A family in quarantine at a Dublin hotel has expressed shock at the "mountains" of waste plastic and paper that has built up in just one week of their stay.
Elaine Baker and her daughters Tara (10) and Jena (8) arrived from Tanzania, where Ms Baker had been living for the past 19 years, to the Crown Plaza hotel at Dublin Airport one week ago.
Ms Baker said she did not have a problem with the State’s quarantine system, or with the hotel and its staff, who she said had been “very helpful”. However, an “appalling” volume of waste was being generated through the use of plastic food containers, cutlery and paper cups, plates and bags.
“All our meals come in takeaway containers –, that’s three meals a day. We get deliveries to our door which we don’t even need and can’t even finish, and if we don’t take it, the whole lot gets dumped,” she said.
“Every meal comes with disposable cutlery, and even tea and coffee is in disposable cups. Every meal also comes in a paper bag.”
Ms Baker said she was taking some measures herself to reduce the amount of waste. “I asked my family to bring me in proper cutlery and proper coffee mugs, which I wash in the bathroom, using dishwashing soap and a sponge, again brought to me by my family.”
She has asked the hotel to deliver just two meals instead of three, to cut down on food waste, which she says staff mostly remember to do.
Ms Baker has also been saving and washing every plastic container delivered over the past week.
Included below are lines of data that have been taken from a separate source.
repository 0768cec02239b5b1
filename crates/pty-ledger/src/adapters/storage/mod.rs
//! Storage Adapters
//!
//! Implementations of the `KeyValueStore` trait.

mod file;
mod memory;

pub use file::FileBackedKVStore;
pub use memory::InMemoryKVStore;
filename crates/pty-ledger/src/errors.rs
//! # Error Types
//!
//! All error types surfaced by the ledger engine and its storage port.
//!
//! Every failure is reported synchronously. A `Persistence` failure in the
//! middle of a multi-record transaction leaves the earlier writes committed;
//! callers must treat any error as "final state unknown beyond already
//! committed writes".

use thiserror::Error;

// =============================================================================
// STORE ERRORS
// =============================================================================

/// Errors raised by a `KeyValueStore` adapter.
#[derive(Debug, Error, Clone, PartialEq, Eq)]
pub enum StoreError {
    /// I/O error during read/write.
    #[error("store I/O error: {message}")]
    Io { message: String },

    /// Persisted data could not be interpreted by the adapter.
    #[error("store corruption: {message}")]
    Corruption { message: String },

    /// Value rejected by the adapter (e.g. non UTF-8 bytes for a text store).
    #[error("store rejected value for key {key}: {reason}")]
    Rejected { key: String, reason: String },

    /// Write refused because the store is unavailable.
    #[error("store unavailable: {message}")]
    Unavailable { message: String },
}

// =============================================================================
// LEDGER ERRORS
// =============================================================================

/// Coarse classification of a [`LedgerError`].
#[derive(Debug, Clone, Copy, PartialEq, Eq, Hash)]
pub enum ErrorKind {
    /// Wrong argument count, malformed payload, invalid field values.
    InvalidRequest,
    /// Missing account, asset or renter.
    NotFound,
    /// Duplicate asset identifier or account id, or a renter bound elsewhere.
    Conflict,
    /// Seller does not hold enough units.
    InsufficientQuantity,
    /// Account cash cannot cover the amount.
    InsufficientFunds,
    /// Store read/write failure or undecodable record.
    Persistence,
}

/// Errors returned by ledger operations.
#[derive(Debug, Error)]
pub enum LedgerError {
    /// Malformed or out-of-range request.
    #[error("invalid request: {reason}")]
    InvalidRequest { reason: String },

    /// Record content violates a structural rule (empty identifier, zero quantity).
    #[error("invalid record: {reason}")]
    InvalidRecord { reason: String },

    /// Account does not exist.
    #[error("account not found: {id}")]
    AccountNotFound { id: String },

    /// Asset does not exist.
    #[error("property token not found: {id}")]
    AssetNotFound { id: String },

    /// Account is not listed as a renter of the asset.
    #[error("{renter} is not a renter of {asset}")]
    RenterNotFound { asset: String, renter: String },

    /// Renter already rents a different asset.
    #[error("{renter} already rents {current}")]
    AlreadyRenting { renter: String, current: String },

    /// Account already exists.
    #[error("account already exists: {id}")]
    AccountExists { id: String },

    /// Asset already issued under this identifier.
    #[error("property token already exists: {id}")]
    AssetExists { id: String },

    /// Holder owns or lists fewer units than requested.
    #[error("{holder} holds {available} units of {asset}, requested {requested}")]
    InsufficientQuantity {
        asset: String,
        holder: String,
        requested: u64,
        available: u64,
    },

    /// Account cash balance below the required amount.
    #[error("{account} has cash {available}, requires {required}")]
    InsufficientFunds {
        account: String,
        required: f64,
        available: f64,
    },

    /// Rent per period is undefined for an asset without renters.
    #[error("property token {asset} has no renters")]
    NoRenters { asset: String },

    /// Record present but could not be decoded.
    #[error("corrupt record at {key}: {reason}")]
    CorruptRecord { key: String, reason: String },

    /// Underlying store failure.
    #[error(transparent)]
    Store(#[from] StoreError),
}

impl LedgerError {
    /// Build an `InvalidRequest` error.
    pub fn invalid_request(reason: impl Into<String>) -> Self {
        Self::InvalidRequest {
            reason: reason.into(),
        }
    }

    /// Build an `InvalidRecord` error.
    pub fn invalid_record(reason: impl Into<String>) -> Self {
        Self::InvalidRecord {
            reason: reason.into(),
        }
    }

    /// Classify this error.
    #[must_use]
    pub fn kind(&self) -> ErrorKind {
        match self {
            Self::InvalidRequest { .. } | Self::InvalidRecord { .. } | Self::NoRenters { .. } => {
                ErrorKind::InvalidRequest
            }
            Self::AccountNotFound { .. }
            | Self::AssetNotFound { .. }
            | Self::RenterNotFound { .. } => ErrorKind::NotFound,
            Self::AccountExists { .. }
            | Self::AssetExists { .. }
            | Self::AlreadyRenting { .. } => ErrorKind::Conflict,
            Self::InsufficientQuantity { .. } => ErrorKind::InsufficientQuantity,
            Self::InsufficientFunds { .. } => ErrorKind::InsufficientFunds,
            Self::CorruptRecord { .. } | Self::Store(_) => ErrorKind::Persistence,
        }
    }
}

/// Result alias for ledger operations.
pub type LedgerResult<T> = Result<T, LedgerError>;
“I am washing and trying to find a way of sending them out to my family so I can try to find some way of reusing them later. I know if I give them to the hotel they will be dumped.”
‘Quite a mountain’
The volume of waste she had collected over a week was “quite a mountain”, she said.“This is just from one week, one adult and two children. I’m told there are around 150 people in the hotel now, and this is a system that is going to be in place for some time – it’s going to generate a huge huge amount of waste.”
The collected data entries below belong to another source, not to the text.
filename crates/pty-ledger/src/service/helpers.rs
//! # Ledger Service - Record Helpers
//!
//! Typed load/store of records over the byte-oriented store.

use serde::de::DeserializeOwned;
use serde::Serialize;
use tracing::debug;

use super::*;
use crate::domain::entities::{Account, AssetKeyIndex, PropertyToken};
use crate::domain::invariants::{
    check_account_invariants, check_token_invariants, InvariantCheckResult,
};
use crate::domain::keys::{account_key, asset_key, ASSET_INDEX_KEY};

impl<S, H> LedgerService<S, H>
where
    S: KeyValueStore,
    H: IdentifierDeriver,
{
    /// Decode the record under `key`, `None` if the key was never written.
    pub(crate) fn read_record<T: DeserializeOwned>(&self, key: &str) -> LedgerResult<Option<T>> {
        let Some(bytes) = self.store.get(key)? else {
            return Ok(None);
        };
        serde_json::from_slice(&bytes)
            .map(Some)
            .map_err(|e| LedgerError::CorruptRecord {
                key: key.to_string(),
                reason: e.to_string(),
            })
    }

    /// Encode and write one record.
    pub(crate) fn write_record<T: Serialize>(&mut self, key: &str, record: &T) -> LedgerResult<()> {
        let bytes = serde_json::to_vec(record).map_err(|e| LedgerError::CorruptRecord {
            key: key.to_string(),
            reason: e.to_string(),
        })?;
        self.store.put(key, &bytes)?;
        debug!(key, bytes = bytes.len(), "Record stored");
        Ok(())
    }

    /// Load an account by id.
    pub(crate) fn load_account(&self, id: &str) -> LedgerResult<Account> {
        let key = account_key(id);
        let account = self
            .read_record::<Account>(&key)?
            .ok_or_else(|| LedgerError::AccountNotFound { id: id.to_string() })?;
        debug!(key = %key, cash = account.cash_balance, "Account loaded");
        Ok(account)
    }

    /// Load a property token by identifier.
    pub(crate) fn load_token(&self, asset_id: &str) -> LedgerResult<PropertyToken> {
        let key = asset_key(asset_id);
        let token = self
            .read_record::<PropertyToken>(&key)?
            .ok_or_else(|| LedgerError::AssetNotFound {
                id: asset_id.to_string(),
            })?;
        debug!(key = %key, quantity = token.quantity, "Property token loaded");
        Ok(token)
    }

    /// Load the global key index. A missing index reads as empty.
    pub(crate) fn load_index(&self) -> LedgerResult<AssetKeyIndex> {
        Ok(self
            .read_record::<AssetKeyIndex>(ASSET_INDEX_KEY)?
            .unwrap_or_default())
    }

    /// Write an account back after checking its invariants.
    pub(crate) fn store_account(&mut self, account: &Account) -> LedgerResult<()> {
        if let InvariantCheckResult::Invalid(violations) = check_account_invariants(account) {
            return Err(LedgerError::invalid_record(describe(&account.id, &violations)));
        }
        self.write_record(&account_key(&account.id), account)
    }

    /// Write a property token back after checking its invariants.
    pub(crate) fn store_token(&mut self, token: &PropertyToken) -> LedgerResult<()> {
        if let InvariantCheckResult::Invalid(violations) = check_token_invariants(token) {
            return Err(LedgerError::invalid_record(describe(&token.id, &violations)));
        }
        self.write_record(&asset_key(&token.id), token)
    }

    pub(crate) fn store_index(&mut self, index: &AssetKeyIndex) -> LedgerResult<()> {
        self.write_record(ASSET_INDEX_KEY, index)
    }
}

fn describe<V: std::fmt::Display>(record: &str, violations: &[V]) -> String {
    let details: Vec<String> = violations.iter().map(ToString::to_string).collect();
    format!("{record}: {}", details.join("; "))
}

/// Reject ids that would address the bare key prefix.
pub(crate) fn require_id(field: &str, value: &str) -> LedgerResult<()> {
    if value.is_empty() {
        return Err(LedgerError::invalid_request(format!("{field} must not be empty")));
    }
    Ok(())
}

/// Reject zero quantities.
pub(crate) fn require_quantity(quantity: u64) -> LedgerResult<()> {
    if quantity == 0 {
        return Err(LedgerError::invalid_request("quantity must be greater than zero"));
    }
    Ok(())
}

/// Reject negative, NaN or infinite amounts.
pub(crate) fn require_amount(field: &str, value: f64) -> LedgerResult<()> {
    if !value.is_finite() || value < 0.0 {
        return Err(LedgerError::invalid_request(format!(
            "{field} must be a finite non-negative number, got {value}"
        )));
    }
    Ok(())
}
//! # Domain Layer (Inner Hexagon)
//!
//! Pure business logic for the property ledger.
//! NO I/O, NO store access.
//!
//! - `entities` - persisted records
//! - `keys` - storage key layout
//! - `services` - stateless calculations (identifier input, rent, settlement)
//! - `invariants` - checks run before any record is written back

pub mod entities;
pub mod invariants;
pub mod keys;
pub mod services;

pub use entities::*;
pub use invariants::*;
pub use keys::*;
pub use services::*;
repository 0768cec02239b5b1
//! # Domain Services
//!
//! Stateless calculations shared by the ledger operations.

use super::entities::{Owner, PropertyToken};
use crate::errors::{LedgerError, LedgerResult};

// =============================================================================
// IDENTIFIERS
// =============================================================================

/// Input string for identifier derivation.
///
/// Concatenation of street, city, postcode and state, uppercased so that
/// casing differences in an address never yield a second token.
#[must_use]
pub fn identifier_source(street: &str, city: &str, postcode: &str, state: &str) -> String {
    let mut source = String::with_capacity(street.len() + city.len() + postcode.len() + state.len());
    source.push_str(street);
    source.push_str(city);
    source.push_str(postcode);
    source.push_str(state);
    source.to_uppercase()
}

/// Display prefix of an individually created account.
#[must_use]
pub fn account_prefix(account_id: &str, suffix: &str) -> String {
    format!("{account_id}{suffix}")
}

/// Id of the `n`-th account of a batch (1-based).
#[must_use]
pub fn batch_account_id(n: u32) -> String {
    format!("company{n}")
}

/// Display prefix of the `n`-th account of a batch.
///
/// Single-digit numbers are padded with a trailing `0`.
#[must_use]
pub fn batch_account_prefix(n: u32, suffix: &str) -> String {
    if n < 10 {
        format!("{n}0{suffix}")
    } else {
        format!("{n}{suffix}")
    }
}

// =============================================================================
// SETTLEMENT
// =============================================================================

/// Cash owed by a buyer for `quantity` units at `unit_price`.
#[must_use]
pub fn settlement_amount(quantity: u64, unit_price: f64) -> f64 {
    quantity as f64 * unit_price
}

// =============================================================================
// RENT
// =============================================================================

/// Rent charged to each renter for one period: `rent / renters`.
///
/// # Errors
///
/// `NoRenters` when the asset has no renters; the rate would be undefined.
pub fn rent_per_period(token: &PropertyToken) -> LedgerResult<f64> {
    if token.renters.is_empty() {
        return Err(LedgerError::NoRenters {
            asset: token.id.clone(),
        });
    }
    Ok(token.rent / token.renters.len() as f64)
}

/// Share of one period's rent owed to a single unit.
///
/// # Errors
///
/// `InvalidRecord` when the issued quantity is zero.
pub fn rent_per_unit(token: &PropertyToken, per_period: f64) -> LedgerResult<f64> {
    if token.quantity == 0 {
        return Err(LedgerError::invalid_record(format!(
            "property token {} has zero issued quantity",
            token.id
        )));
    }
    Ok(per_period / token.quantity as f64)
}

/// Ownership with every listing folded back into its seller's entry.
///
/// Listed units still earn rent. Listings whose seller has no ownership
/// entry are not represented.
#[must_use]
pub fn net_holdings(token: &PropertyToken) -> Vec<Owner> {
    let mut holdings = token.owners.clone();
    for listing in &token.for_sale {
        if let Some(owner) = holdings
            .iter_mut()
            .find(|o| o.investor_id == listing.investor_id)
        {
            owner.quantity += listing.quantity;
        }
    }
    holdings
}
Ms Baker said she understood the hotel was working within health protocols, but she pointed out that dishes are washed in hospital settings.
“I know we are dealing with Covid but do we have to completely forget about the environment? Before Covid hit the EU was on the cusp of banning single-use plastics. I do think there is a better way to deal with this.”
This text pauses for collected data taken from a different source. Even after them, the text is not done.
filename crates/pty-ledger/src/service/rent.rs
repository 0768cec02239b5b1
//! # Rent API Implementation
//!
//! Rent collection and distribution, and the renter roster.
//!
//! ## Distribution
//!
//! The payer is charged one period (`rent / renters`), whatever payment they
//! state. Listed units still earn rent: listings are folded back into their
//! seller's holding before computing payouts. The fold is never written; the
//! asset record is left exactly as it was.
//!
//! Every owner account is resolved before the payer is charged.

use super::helpers::{require_amount, require_id};
use super::*;
use tracing::debug;
use crate::commands::{RentPaymentRequest, RenterRequest};
use crate::domain::services::{net_holdings, rent_per_period, rent_per_unit};
use crate::events::{RentDistributed, RentPayout, RenterChanged};

impl<S, H> RentApi for LedgerService<S, H>
where
    S: KeyValueStore,
    H: IdentifierDeriver,
{
    #[instrument(skip(self, request), fields(asset = %request.asset_id, payer = %request.payer))]
    fn process_rent(&mut self, request: &RentPaymentRequest) -> LedgerResult<RentDistributed> {
        require_id("cusip", &request.asset_id)?;
        require_amount("payment", request.stated_payment)?;

        let mut payer = self.load_account(&request.payer)?;
        if !payer.can_afford(request.stated_payment) {
            return Err(LedgerError::InsufficientFunds {
                account: payer.id,
                required: request.stated_payment,
                available: payer.cash_balance,
            });
        }

        let token = self.load_token(&request.asset_id)?;
        let per_period = rent_per_period(&token)?;
        if !payer.can_afford(per_period) {
            return Err(LedgerError::InsufficientFunds {
                account: payer.id,
                required: per_period,
                available: payer.cash_balance,
            });
        }
        if per_period != request.stated_payment {
            debug!(
                stated = request.stated_payment,
                charged = per_period,
                "Stated payment differs from rent per period"
            );
        }

        let holdings = net_holdings(&token);
        let per_unit = rent_per_unit(&token, per_period)?;
        for holding in &holdings {
            self.load_account(&holding.investor_id)?;
        }

        payer.cash_balance -= per_period;
        self.store_account(&payer)?;

        let mut payouts = Vec::with_capacity(holdings.len());
        for holding in holdings {
            // Fresh load: a payer who also owns units keeps the debit above.
            let mut owner = self.load_account(&holding.investor_id)?;
            let amount = per_unit * holding.quantity as f64;
            owner.cash_balance += amount;
            self.store_account(&owner)?;
            payouts.push(RentPayout {
                owner: owner.id,
                amount,
            });
        }

        info!(
            charged = per_period,
            per_unit,
            owners = payouts.len(),
            "Rent distributed"
        );
        Ok(RentDistributed {
            asset: token.id,
            payer: payer.id,
            debited: per_period,
            per_unit,
            payouts,
        })
    }

    #[instrument(
        skip(self, request),
        fields(asset = %request.asset_id, renter = %request.renter, action = %request.action)
    )]
    fn set_renters(&mut self, request: &RenterRequest) -> LedgerResult<RenterChanged> {
        let action: RenterAction = request.action.parse()?;
        require_id("cusip", &request.asset_id)?;
        require_id("invid", &request.renter)?;

        let mut token = self.load_token(&request.asset_id)?;
        let mut renter = self.load_account(&request.renter)?;

        match action {
            RenterAction::Add => {
                // One rented asset per account.
                if !renter.renting.is_empty() && renter.renting != token.id {
                    warn!(current = %renter.renting, "Renter already bound to another asset");
                    return Err(LedgerError::AlreadyRenting {
                        renter: renter.id,
                        current: renter.renting,
                    });
                }
                if !token.add_renter(&request.renter) {
                    debug!("Already a renter");
                }
                renter.renting = token.id.clone();
            }
            RenterAction::Remove => {
                if !token.remove_renter(&request.renter) {
                    return Err(LedgerError::RenterNotFound {
                        asset: token.id,
                        renter: renter.id,
                    });
                }
                if renter.renting == token.id {
                    renter.renting.clear();
                }
            }
        }

        self.store_account(&renter)?;
        self.store_token(&token)?;

        info!(renters = token.renters.len(), "Renter roster updated");
        Ok(RenterChanged {
            asset: token.id,
            renter: renter.id,
        })
    }
}
//! # Ports Layer (Middle Hexagon)
//!
//! - **Driving Port (Inbound)**: `AccountLedgerApi`, `AssetRegistryApi`, `MarketplaceApi`,
//!   `ValuationApi`, `RentApi`, `LedgerQueryApi`
//! - **Driven Ports (Outbound)**: `KeyValueStore`, `IdentifierDeriver`
//! - No concrete implementations in this module

pub mod inbound;
pub mod outbound;

pub use inbound::*;
pub use outbound::*;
Prior to the introduction of the hotel quarantine system, Ms Baker, an IT specialist working with a sustainable energy company, had booked a self-catering apartment to quarantine in and she said the use of apartments or aparthotels for the State system could be more sustainable.
Apart from the waste problem, she and her daughters had not experienced any great difficulties with quarantine, she said.
“There are three of us in the room, there’s not a huge amount of floor space, but you can book 15 minute exercise slots. The exercise area is fenced off – it’s not very big, but there is grass and trees, it’s fine.
“I don’t oppose the quarantine system, I think it makes sense in principle. My issue is just with the waste, and I think there should be a way of improving that.”
When contacted, the hotel said infection prevention and control measures were being followed and all guests were asked to double bag their waste items for disposal. It was not possible to segregate and recycle plastics under this system, it said.